Estaba a salvo. No podían entrar, daba igual cuanto arañaran, forcejearan o gimieran... y gemían lo suyo. El papel higiénico con el que se había tapado los oídos ya no cumplía su misión como antes. El papel se le había pegado a los laterales de los canales auditivos porque tenía demasiada cera en los oídos. Si hubiera guardado un poco más en vez de intentar comérselo.

Quizá esto sea para bien, se consoló una vez más. Así oiré llegar al helicóptero cuando venga a rescatarme.

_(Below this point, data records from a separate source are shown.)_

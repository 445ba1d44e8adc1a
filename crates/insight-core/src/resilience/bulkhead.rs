//! # Bulkhead
//!
//! Caps the number of calls in flight to one dependency. Admission never
//! waits: a full bulkhead refuses immediately. A slot is held by a
//! [`BulkheadPermit`] and returned when the permit is dropped, so every exit
//! path of the guarded call releases it, including a task that outlives the
//! request that spawned it.

use crate::types::Dependency;
use std::sync::Arc;
use tokio::sync::{OwnedSemaphorePermit, Semaphore};

/// Non-blocking concurrency gate
#[derive(Debug, Clone)]
pub struct Bulkhead {
    dependency: Dependency,
    limit: usize,
    semaphore: Arc<Semaphore>,
}

/// One admitted call. Dropping it releases the slot.
#[derive(Debug)]
pub struct BulkheadPermit {
    _permit: OwnedSemaphorePermit,
}

impl Bulkhead {
    /// `limit` is capped at [`Semaphore::MAX_PERMITS`].
    pub fn new(dependency: Dependency, limit: usize) -> Self {
        if limit > Semaphore::MAX_PERMITS {
            log::warn!(
                "Bulkhead limit {} for {} capped at {}",
                limit,
                dependency,
                Semaphore::MAX_PERMITS
            );
        }
        let limit = limit.min(Semaphore::MAX_PERMITS);
        log::info!("Bulkhead for {} initialized (limit {})", dependency, limit);
        Self {
            dependency,
            limit,
            semaphore: Arc::new(Semaphore::new(limit)),
        }
    }

    pub fn dependency(&self) -> Dependency {
        self.dependency
    }

    pub fn limit(&self) -> usize {
        self.limit
    }

    /// Reserve a slot if one is free; `None` when the bulkhead is full.
    pub fn try_acquire(&self) -> Option<BulkheadPermit> {
        match self.semaphore.clone().try_acquire_owned() {
            Ok(permit) => Some(BulkheadPermit { _permit: permit }),
            Err(_) => {
                log::debug!(
                    "Bulkhead for {} rejected a call ({} in flight)",
                    self.dependency,
                    self.limit
                );
                None
            }
        }
    }

    /// Free slots right now.
    pub fn available(&self) -> usize {
        self.semaphore.available_permits()
    }

    /// Admitted calls right now.
    pub fn in_flight(&self) -> usize {
        self.limit - self.available()
    }
}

Así era mucho mejor. Cuando los gemidos resultaban ya insoportables, Fred cogía el libro; otra razón más por la que había tenido mucha suerte al haberse encerrado en ese sitio al que había entrado corriendo. Cuando saliera, iba a tener que localizar a su dueño por habérselo olvidado junto al retrete. «¡Gracias a él, me mantuve cuerdo, tío!», le diría. Bueno, quizá no se lo dijera así. Había ensayado un centenar de discursos más elocuentes cuando menos, que soltaba mientras comían un par de raciones de comida congelada, o lo que es más probable un par de RCI[3]. Así era como las habían llamado en la página 238: «Raciones de Consumo Inmediato». ¿De verdad calientan las raciones con calentadores químicos sin que ni siquiera haga falta sacarlas del paquete? Tendría que volver a leer esa parte. Aunque eso lo haría al día siguiente. La página 361 era su favorita; de la 361 a la 379.

Estaba oscureciendo. Esta vez, pararía antes de que la cabeza le doliera demasiado. Entonces, quizá tomara unos sorbitos de agua y luego se dormiría temprano. Fred pasó las hojas con el pulgar hasta dar con esa página tan manoseada.